*WORK INSTRUCTION*
The lines from the top of the data down to the line with "if let Some(skills) = &self.required_skills" should be repeated exactly, both ends included.

*MATERIAL TO PROCESS*
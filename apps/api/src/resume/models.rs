use serde::{Deserialize, Serialize};

use crate::errors::AppError;
use crate::matching::{
    AnalysisSource, MatchOutcome, MatchStrength, PriorityClassification, RequiredSkill, UserSkill,
};

/// Request body for `POST /api/v1/resume/compare`.
#[derive(Debug, Clone, Deserialize)]
pub struct ResumeCompareRequest {
    pub resume_text: String,
    pub job_description: String,
    #[serde(default)]
    pub required_skills: Option<Vec<RequiredSkill>>,
    #[serde(default)]
    pub resume_skills: Option<Vec<UserSkill>>,
}

impl ResumeCompareRequest {
    pub fn validate(&self) -> Result<(), AppError> {
        if self.resume_text.trim().is_empty() {
            return Err(AppError::Validation(
                "resume_text cannot be empty".to_string(),
            ));
        }
        if self.job_description.trim().is_empty() {
            return Err(AppError::Validation(
                "job_description cannot be empty".to_string(),
            ));
        }
        if let Some(skills) = &self.required_skills {
            if skills.iter().any(|s| s.name.trim().is_empty()) {
                return Err(AppError::Validation(
                    "required_skills entries need a name".to_string(),
                ));
            }
        }
        if let Some(skills) = &self.resume_skills {
            if skills.iter().any(|s| s.name.trim().is_empty()) {
                return Err(AppError::Validation(
                    "resume_skills entries need a name".to_string(),
                ));
            }
        }
        Ok(())
    }
}

/// A comparison request with both skill lists resolved (supplied or extracted).
#[derive(Debug, Clone, Serialize)]
pub struct ResumeComparisonInput {
    pub resume_text: String,
    pub job_description: String,
    pub required_skills: Vec<RequiredSkill>,
    pub resume_skills: Vec<UserSkill>,
    /// Lexicon terms found in the job description, used for keyword coverage.
    pub job_keywords: Vec<String>,
}

#[derive(Debug, Clone, Default, PartialEq, Serialize, Deserialize)]
pub struct ResumeMatchSummary {
    #[serde(default)]
    pub matched_skills: Vec<String>,
    #[serde(default)]
    pub partial_skills: Vec<String>,
    #[serde(default)]
    pub missing_skills: Vec<String>,
}

impl From<&MatchOutcome> for ResumeMatchSummary {
    fn from(outcome: &MatchOutcome) -> Self {
        Self {
            matched_skills: outcome.names_with(MatchStrength::Strong),
            partial_skills: outcome.names_with(MatchStrength::Partial),
            missing_skills: outcome.names_with(MatchStrength::Missing),
        }
    }
}

/// Response body for both resume comparison endpoints.
#[derive(Debug, Clone, Serialize, Deserialize)]
pub struct ResumeComparison {
    pub match_summary: ResumeMatchSummary,
    pub improvement_priorities: PriorityClassification,
    pub resume_match_score: u32, // 0 – 100
    /// Share of job-posting keywords that appear in the resume text (0 – 100).
    #[serde(default)]
    pub keyword_coverage: u32,
    #[serde(default)]
    pub recommendations: Vec<String>,
    #[serde(default)]
    pub analysis_source: AnalysisSource,
}
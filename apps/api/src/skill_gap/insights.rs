use std::collections::BTreeMap;

use crate::matching::{MatchOutcome, MatchStrength, SkillMatch};

/// How many skills to name in a single insight line.
const TOP_N: usize = 3;

/// Builds human-readable insights from a match outcome.
///
/// Explicitly required skills are listed before optional ones within each group.
pub fn build_gap_insights(outcome: &MatchOutcome, job_title: Option<&str>) -> Vec<String> {
    let total = outcome.matches.len();
    if total == 0 {
        return vec!["No required skills were provided, so readiness cannot be estimated."
            .to_string()];
    }

    let mut insights = vec![readiness_line(outcome.readiness, job_title)];

    let strong = outcome.count(MatchStrength::Strong);
    insights.push(format!("You fully meet {strong} of {total} required skills."));

    let missing = ranked(outcome, MatchStrength::Missing);
    if !missing.is_empty() {
        insights.push(format!("Highest-priority gaps: {}.", top_names(&missing)));
    }

    let required_missing: Vec<&SkillMatch> =
        missing.iter().copied().filter(|m| m.is_required).collect();
    if !required_missing.is_empty() {
        insights.push(format!(
            "{} skill(s) marked as required are missing: {}.",
            required_missing.len(),
            top_names(&required_missing)
        ));
    }

    let partial = ranked(outcome, MatchStrength::Partial);
    if !partial.is_empty() {
        insights.push(format!(
            "Deepen or document these partial matches: {}.",
            top_names(&partial)
        ));
    }

    if let Some((category, count)) = dominant_gap_category(&missing) {
        insights.push(format!(
            "Most gaps fall under '{category}' ({count} skill(s))."
        ));
    }

    insights
}

fn readiness_line(readiness: u32, job_title: Option<&str>) -> String {
    let role = job_title
        .map(str::trim)
        .filter(|t| !t.is_empty())
        .map(|t| format!(" for {t}"))
        .unwrap_or_default();

    if readiness >= 80 {
        format!("Strong readiness{role} ({readiness}%). Focus on polishing the remaining gaps.")
    } else if readiness >= 50 {
        format!("Moderate readiness{role} ({readiness}%). Targeted upskilling should close the gap.")
    } else {
        format!("Early readiness{role} ({readiness}%). Build foundations in the high-priority skills first.")
    }
}

/// Matches of one strength, required ones first, otherwise in input order.
fn ranked(outcome: &MatchOutcome, strength: MatchStrength) -> Vec<&SkillMatch> {
    let mut out: Vec<&SkillMatch> = outcome
        .matches
        .iter()
        .filter(|m| m.strength == strength)
        .collect();
    out.sort_by_key(|m| !m.is_required);
    out
}

fn top_names(matches: &[&SkillMatch]) -> String {
    let mut names: Vec<&str> = matches.iter().take(TOP_N).map(|m| m.skill.as_str()).collect();
    if matches.len() > TOP_N {
        names.push("and more");
    }
    names.join(", ")
}

/// Category with the most missing skills; ties resolve alphabetically.
fn dominant_gap_category(missing: &[&SkillMatch]) -> Option<(String, usize)> {
    let mut counts: BTreeMap<String, usize> = BTreeMap::new();
    for m in missing {
        if let Some(cat) = m.category.as_deref().map(str::trim).filter(|c| !c.is_empty()) {
            *counts.entry(cat.to_string()).or_default() += 1;
        }
    }

    let mut best: Option<(String, usize)> = None;
    for (cat, count) in counts {
        if best.as_ref().map_or(true, |(_, b)| count > *b) {
            best = Some((cat, count));
        }
    }
    best
}

#[cfg(test)]
mod tests {
    use super::*;
    use crate::matching::{match_skills, ProficiencyInput, RequiredSkill, UserSkill};

    fn req(name: &str, required: bool, category: Option<&str>) -> RequiredSkill {
        RequiredSkill {
            name: name.to_string(),
            level: Some(ProficiencyInput::Label("intermediate".to_string())),
            category: category.map(str::to_string),
            required: Some(required),
        }
    }

    fn held(name: &str) -> UserSkill {
        UserSkill {
            name: name.to_string(),
            level: Some(ProficiencyInput::Label("advanced".to_string())),
        }
    }

    #[test]
    fn test_empty_outcome_has_single_insight() {
        let outcome = match_skills(&[], &[]);
        let insights = build_gap_insights(&outcome, None);
        assert_eq!(insights.len(), 1);
    }

    #[test]
    fn test_strong_readiness_mentions_role() {
        let outcome = match_skills(&[req("Rust", true, None)], &[held("rust")]);
        let insights = build_gap_insights(&outcome, Some("Backend Engineer"));
        assert!(insights[0].starts_with("Strong readiness for Backend Engineer (100%)"));
        assert!(insights.iter().any(|i| i.contains("1 of 1")));
    }

    #[test]
    fn test_required_gaps_listed_first() {
        let required = vec![
            req("Kafka", false, None),
            req("Terraform", true, None),
            req("Rust", true, None),
        ];
        let outcome = match_skills(&required, &[held("Rust")]);
        let insights = build_gap_insights(&outcome, None);

        let gaps = insights
            .iter()
            .find(|i| i.starts_with("Highest-priority gaps"))
            .unwrap();
        assert_eq!(gaps, "Highest-priority gaps: Terraform, Kafka.");
        assert!(insights
            .iter()
            .any(|i| i == "1 skill(s) marked as required are missing: Terraform."));
    }

    #[test]
    fn test_long_gap_list_is_truncated() {
        let required: Vec<_> = ["Aaa", "Bbb", "Ccc", "Ddd"]
            .iter()
            .map(|n| req(n, false, None))
            .collect();
        let outcome = match_skills(&required, &[]);
        let insights = build_gap_insights(&outcome, None);
        assert!(insights.iter().any(|i| i == "Highest-priority gaps: Aaa, Bbb, Ccc, and more."));
        assert!(insights[0].starts_with("Early readiness (0%)"));
    }

    #[test]
    fn test_dominant_category_reported() {
        let required = vec![
            req("Terraform", false, Some("DevOps")),
            req("Helm", false, Some("DevOps")),
            req("Figma", false, Some("Design")),
        ];
        let outcome = match_skills(&required, &[]);
        let insights = build_gap_insights(&outcome, None);
        assert!(insights
            .iter()
            .any(|i| i == "Most gaps fall under 'DevOps' (2 skill(s))."));
    }

    #[test]
    fn test_partial_matches_get_their_own_line() {
        let outcome = match_skills(
            &[req("Distributed Systems", false, None)],
            &[held("Embedded Systems")],
        );
        let insights = build_gap_insights(&outcome, None);
        assert!(insights[0].starts_with("Moderate readiness (50%)"));
        assert!(insights
            .iter()
            .any(|i| i.contains("partial matches: Distributed Systems")));
    }
}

*WRITTEN RESPONSE*
filename apps/api/src/resume/models.rs
use serde::{Deserialize, Serialize};

use crate::errors::AppError;
use crate::matching::{
    AnalysisSource, MatchOutcome, MatchStrength, PriorityClassification, RequiredSkill, UserSkill,
};

/// Request body for `POST /api/v1/resume/compare`.
#[derive(Debug, Clone, Deserialize)]
pub struct ResumeCompareRequest {
    pub resume_text: String,
    pub job_description: String,
    #[serde(default)]
    pub required_skills: Option<Vec<RequiredSkill>>,
    #[serde(default)]
    pub resume_skills: Option<Vec<UserSkill>>,
}

impl ResumeCompareRequest {
    pub fn validate(&self) -> Result<(), AppError> {
        if self.resume_text.trim().is_empty() {
            return Err(AppError::Validation(
                "resume_text cannot be empty".to_string(),
            ));
        }
        if self.job_description.trim().is_empty() {
            return Err(AppError::Validation(
                "job_description cannot be empty".to_string(),
            ));
        }
        if let Some(skills) = &self.required_skills {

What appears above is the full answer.